Foto: Governo de SP/Divulgação

Em reunião nesta terça-feira (15), a Executiva Nacional do PSDB decidiu manter totalmente o modelo de primárias definido pela comissão de prévias do partido. Portanto, foi rejeitado o destaque apresentado pelo governador de São Paulo, e pré-candidato à presidência, João Doria.

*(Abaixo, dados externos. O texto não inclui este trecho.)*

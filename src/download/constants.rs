//! Constants for the download module (limits, pacing, staging).

use std::time::Duration;

/// Minimum allowed concurrency value.
pub const MIN_CONCURRENCY: usize = 1;

/// Maximum allowed concurrency value.
pub const MAX_CONCURRENCY: usize = 20;

/// Default concurrency if not specified.
pub const DEFAULT_CONCURRENCY: usize = 5;

/// Default lower bound of the pacing delay.
pub const DEFAULT_MIN_DELAY: Duration = Duration::from_millis(500);

/// Default upper bound of the pacing delay.
pub const DEFAULT_MAX_DELAY: Duration = Duration::from_millis(1500);

/// Largest accepted pacing bound.
pub const MAX_PACING_DELAY: Duration = Duration::from_secs(60);

/// Accepted range for the total attempt count.
pub const MAX_RETRIES_LIMIT: u32 = 10;

/// Warning threshold for cumulative pacing delay in a run (30 seconds).
pub const CUMULATIVE_DELAY_WARNING_THRESHOLD: Duration = Duration::from_secs(30);

/// Maximum Retry-After header value (1 hour) to prevent excessive delays.
pub const MAX_RETRY_AFTER: Duration = Duration::from_secs(3600);

/// Grace period for in-flight units after an interrupt.
pub const INTERRUPT_GRACE: Duration = Duration::from_secs(5);

/// Poll interval of the interrupt flag while waiting for a permit.
pub const INTERRUPT_POLL: Duration = Duration::from_millis(50);

/// Hidden directory under the destination root holding partial downloads.
pub const STAGING_DIR: &str = ".staging";
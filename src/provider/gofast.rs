//! GoFast subscription provider.
//!
//! Lists the subscriber's manual-install records and fetches each setup
//! bundle over HTTPS with a bearer token. Bundles are ZIP archives whose
//! members sit under the iRacing car folder they belong to.

use std::sync::LazyLock;
use std::time::Duration;

use async_trait::async_trait;
use regex::Regex;
use reqwest::header::{AUTHORIZATION, CONTENT_DISPOSITION};
use reqwest::{Client, Response};
use serde::Deserialize;
use serde_json::Value;
use tracing::{debug, info, instrument, warn};

use super::archive::split_member;
use super::http::{self, DEFAULT_TIMEOUT_SECS};
use super::{
    AcquirableItem, FetchHandle, FetchedAsset, MemberPlacement, Packaging, Provider, ProviderError,
};
use crate::download::{filename_from_url, parse_content_disposition};
use crate::naming::{build_gofast_filename, setup_type_from_filename};

/// Provider name, also the ledger key prefix.
pub const GOFAST_PROVIDER_NAME: &str = "gofast";

/// Default listing endpoint.
pub const GOFAST_ENDPOINT: &str = "https://go-fast.gg:5002/api/subscription/manualinstall";

/// Only records for iRacing carry this prefix.
const IRACING_PREFIX: &str = "IR - ";

static DOWNLOAD_NAME_PATTERN: LazyLock<Option<Regex>> =
    LazyLock::new(|| Regex::new(r"^IR\s+-\s+V\d+\s+-\s+(.+?)\s+-\s+(.+)$").ok());

/// GoFast connection settings.
#[derive(Debug, Clone)]
pub struct GoFastConfig {
    /// Listing endpoint.
    pub endpoint: String,
    /// Per-request timeout.
    pub timeout: Duration,
}

impl Default for GoFastConfig {
    fn default() -> Self {
        Self {
            endpoint: GOFAST_ENDPOINT.to_string(),
            timeout: Duration::from_secs(DEFAULT_TIMEOUT_SECS),
        }
    }
}

/// HTTP client for the GoFast API.
#[derive(Debug, Clone)]
pub struct GoFastProvider {
    client: Client,
    authorization: String,
    endpoint: String,
}

impl GoFastProvider {
    /// Creates a provider for `token`. A missing `Bearer ` prefix is added.
    ///
    /// # Errors
    ///
    /// Returns [`ProviderError::Auth`] for an empty token and
    /// [`ProviderError::Transient`] if the HTTP client cannot be built.
    pub fn new(token: &str, config: GoFastConfig) -> Result<Self, ProviderError> {
        let token = token.trim();
        if token.is_empty() {
            return Err(ProviderError::auth(GOFAST_PROVIDER_NAME, "no API token configured"));
        }

        let authorization = if token.starts_with("Bearer ") {
            token.to_string()
        } else {
            format!("Bearer {token}")
        };

        let client = http::build_client(config.timeout)?;

        Ok(Self {
            client,
            authorization,
            endpoint: config.endpoint,
        })
    }

    async fn get(&self, url: &str) -> Result<Response, ProviderError> {
        let response = self
            .client
            .get(url)
            .header(AUTHORIZATION, &self.authorization)
            .send()
            .await
            .map_err(|e| ProviderError::network(url, e))?;

        http::check_status(GOFAST_PROVIDER_NAME, url, response)
    }
}

#[derive(Debug, Deserialize)]
#[serde(untagged)]
enum RecordId {
    Number(i64),
    Text(String),
}

impl RecordId {
    fn into_string(self) -> String {
        match self {
            Self::Number(n) => n.to_string(),
            Self::Text(s) => s,
        }
    }
}

#[derive(Debug, Deserialize)]
struct GoFastRecord {
    id: RecordId,
    download_name: String,
    download_url: String,
    #[serde(default)]
    creation_date: Option<String>,
    #[serde(default)]
    updated_date: Option<String>,
    #[serde(default)]
    ver: Option<String>,
    #[serde(default)]
    setup_ver: Option<String>,
    #[serde(default)]
    cat: Option<String>,
    #[serde(default)]
    series: Option<String>,
}

impl GoFastRecord {
    fn into_item(self) -> Option<AcquirableItem> {
        let (subject, location) = split_download_name(&self.download_name)?;
        let revision = [self.updated_date, self.creation_date, self.setup_ver]
            .into_iter()
            .flatten()
            .find(|value| !value.trim().is_empty())
            .unwrap_or_default();

        Some(AcquirableItem {
            provider: GOFAST_PROVIDER_NAME.to_string(),
            id: self.id.into_string(),
            subject,
            location,
            category_hint: self.cat.filter(|c| !c.trim().is_empty()),
            revision,
            series: self.series.filter(|s| !s.trim().is_empty()),
            season: self
                .ver
                .map(|v| v.replace(' ', ""))
                .filter(|v| !v.is_empty()),
            handle: FetchHandle::new(self.download_url),
        })
    }
}

/// Splits `"IR - V1 - <car> - <track>"` into `(car, track)`.
///
/// Hyphens inside the track survive (`"Spa - GP"` stays intact).
fn split_download_name(download_name: &str) -> Option<(String, String)> {
    let trimmed = download_name.trim();
    if let Some(caps) = DOWNLOAD_NAME_PATTERN
        .as_ref()
        .and_then(|re| re.captures(trimmed))
    {
        return Some((caps[1].trim().to_string(), caps[2].trim().to_string()));
    }

    for separator in [" - ", "-"] {
        let parts: Vec<&str> = trimmed.split(separator).map(str::trim).collect();
        if parts.len() >= 4 && !parts[2].is_empty() {
            return Some((parts[2].to_string(), parts[3..].join(separator)));
        }
    }

    None
}

fn extract_records(body: Value) -> Result<Vec<Value>, ProviderError> {
    match body {
        Value::Object(mut map) => {
            let ok = map.get("status").is_some_and(|status| match status {
                Value::Bool(b) => *b,
                Value::Number(n) => n.as_i64() != Some(0),
                Value::String(s) => !s.is_empty(),
                _ => false,
            });
            if !ok {
                let msg = map
                    .get("msg")
                    .and_then(Value::as_str)
                    .unwrap_or("unknown error")
                    .to_string();
                return Err(ProviderError::invalid_response(
                    GOFAST_PROVIDER_NAME,
                    format!("API returned error: {msg}"),
                ));
            }
            match map.remove("data").and_then(|mut data| data.get_mut("records").map(Value::take)) {
                Some(Value::Array(records)) => Ok(records),
                Some(_) => Err(ProviderError::invalid_response(
                    GOFAST_PROVIDER_NAME,
                    "records is not an array",
                )),
                None => Ok(Vec::new()),
            }
        }
        Value::Array(records) => Ok(records),
        other => Err(ProviderError::invalid_response(
            GOFAST_PROVIDER_NAME,
            format!("unexpected response shape: {}", value_kind(&other)),
        )),
    }
}

fn value_kind(value: &Value) -> &'static str {
    match value {
        Value::Null => "null",
        Value::Bool(_) => "bool",
        Value::Number(_) => "number",
        Value::String(_) => "string",
        Value::Array(_) => "array",
        Value::Object(_) => "object",
    }
}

O partido será dividido em quatro grupos, sendo que cada um terá peso de 25% sobre a decisão final. O primeiro grupo será formado por filiados sem mandato. O segundo por prefeitos e vice-prefeitos. O terceiro terá em sua composição vereadores e deputados estaduais e distritais. Já o quarto grupo será formado por membros do partido que foram eleitos a cargos de projeção nacional: governadores, vice-governadores, senadores e deputados federais, além do presidente nacional da sigla e os ex-presidentes. Confira todas as regras AQUI.

Com essa divisão, o poder da base partidária acaba diluído, fortalecendo o voto dos caciques tucanos. A mobilização de Doria era para dar maior poder aos filiados. Como São Paulo detém a maior parte deles, os tucanos paulistas teriam maior peso na decisão final.

Inicialmente, Doria defendia que todo voto dentro do partido tivesse o mesmo peso, mas acabou derrotado. Na última reunião, Doria havia apresentado uma sugestão para que metade do poder de decisão ficasse na mão da base partidária. Acabou vencido novamente.

Ainda assim, diversas alas do partido iniciaram uma forte campanha para mobilizar os correligionários de cada estado.

Além de Doria, são pré-candidatos o governador do Rio Grande do Sul, Eduardo Leite, o senador Tasso Jereissati (CE) e o ex-prefeito de Manaus, Arthur Virgílio (AM).